Uma salvadorenha condenada a 30 anos de prisão pela morte de sua recém-nascida foi libertada após quase oito anos presa, depois de uma revisão da pena, anunciou nesta quarta-feira (17) uma organização feminista que denunciou o caso como uma criminalização do parto.

Lilian, que prefere ser identificada apenas por esse nome, foi solta em dezembro e participou de uma coletiva de imprensa nesta quarta, acompanhada de ativistas do Grupo Cidadão pela Descriminalização do Aborto.

“A satisfação é muito grande porque, apesar de passar por um processo muito longo, foi possível comprovar minha inocência”, declarou à AFP a mulher de 28 anos.

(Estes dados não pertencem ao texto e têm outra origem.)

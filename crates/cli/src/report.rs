// Copyright (C) 2025 Vince Vasta
// SPDX-License-Identifier: Apache-2.0

//! Showdown report.
use serde::Serialize;
use std::fmt;

use showdown_eval::{Card, HandCategory, Player, Result, best_five, determine_winners};

/// A player hand in the report.
#[derive(Debug, Serialize)]
pub struct PlayerHand {
    /// The player name.
    pub id: String,
    /// The player hole cards.
    pub hole: Vec<String>,
    /// The best hand category.
    pub category: HandCategory,
    /// The best hand cards.
    pub best_hand: Vec<String>,
}

/// The showdown hands and winners.
#[derive(Debug, Serialize)]
pub struct Report {
    /// The board cards.
    pub board: Vec<String>,
    /// The hand of each player.
    pub hands: Vec<PlayerHand>,
    /// The winners names.
    pub winners: Vec<String>,
}

impl Report {
    /// Evaluates the players hands and winners.
    pub fn new(board: &[Card], players: &[Player]) -> Result<Self> {
        let winners = determine_winners(board, players)?;

        let hands = players
            .iter()
            .map(|player| {
                let hand = best_five(&player.hole, board)?;
                Ok(PlayerHand {
                    id: player.id.clone(),
                    hole: tokens(&player.hole),
                    category: hand.category(),
                    best_hand: tokens(hand.cards()),
                })
            })
            .collect::<Result<Vec<_>>>()?;

        Ok(Self {
            board: tokens(board),
            hands,
            winners: winners.into_iter().map(|w| w.player.id).collect(),
        })
    }
}

fn tokens(cards: &[Card]) -> Vec<String> {
    cards.iter().map(Card::to_string).collect()
}

impl fmt::Display for Report {
    fn fmt(&self, f: &mut fmt::Formatter<'_>) -> fmt::Result {
        writeln!(f, "Board: {}", self.board.join(" "))?;

        let width = self.hands.iter().map(|h| h.id.len()).max().unwrap_or(0);
        for hand in &self.hands {
            writeln!(
                f,
                "{:<width$}  {:<7} {} [{}]",
                hand.id,
                hand.hole.join(" "),
                hand.category,
                hand.best_hand.join(" ")
            )?;
        }

        let label = if self.winners.len() > 1 { "Winners" } else { "Winner" };
        writeln!(f, "{label}: {}", self.winners.join(", "))
    }
}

Segundo a organização, Lilian era a última mulher que permanecia na prisão das 73 condenadas por abortos ou emergências obstétricas, acusadas pelo crime de “homicídio agravado”.

Em 2015, Lilian deu à luz em um hospital público de Santa Ana, oeste de El Salvador, mas sua bebê apresentou algumas complicações e foi levada para uma incubadora, onde morreu após 72 horas, relatou à AFP a advogada Abigail Cortez.

Segundo a defesa, o hospital cometeu “negligência” no cuidado da criança, mas para evitar sua responsabilidade, acusou Lilian de “abandono e desamparo”.

A promotoria apresentou a acusação de “homicídio agravado”, pela qual foi condenada a 30 anos na cadeia. Em 2023, porém, um tribunal revisou a pena e ordenou sua libertação.

“Estamos muito felizes por encerrar um ciclo”, declarou Mariana Moisa, coordenadora do Grupo Cidadão, ao encerrar a chamada campanha “As 17 e mais”, iniciada em 2014 com o apoio da “solidariedade” internacional.

No entanto, ela esclareceu que ainda há cerca de 20 casos tramitando que precisam ser rejeitados ou levados a julgamento.

O Código Penal de El Salvador estabelece uma pena de dois a oito anos por aborto em qualquer circunstância.

Mas promotores e juízes frequentemente tipificam casos de aborto ou até mesmo a perda involuntária do bebê como “homicídio agravado”, um crime punido com 30 a 50 anos de prisão.

A severidade da lei salvadorenha com relação ao aborto veio à tona em 2013 com o caso de Beatriz, uma jovem de 22 anos que sofria de lúpus e que foi impedida de abortar, apesar de seu feto não ter desenvolvido o cérebro, ou seja, estava condenado a morrer.

Em 3 de junho de 2013, após a intervenção da Corte Interamericana de Direitos Humanos, o Estado autorizou uma cesariana para Beatriz, e o recém-nascido morreu horas depois.

Beatriz morreu em um acidente de trânsito em 2017, mas a Corte Interamericana emitirá nos próximos meses uma sentença sobre o caso.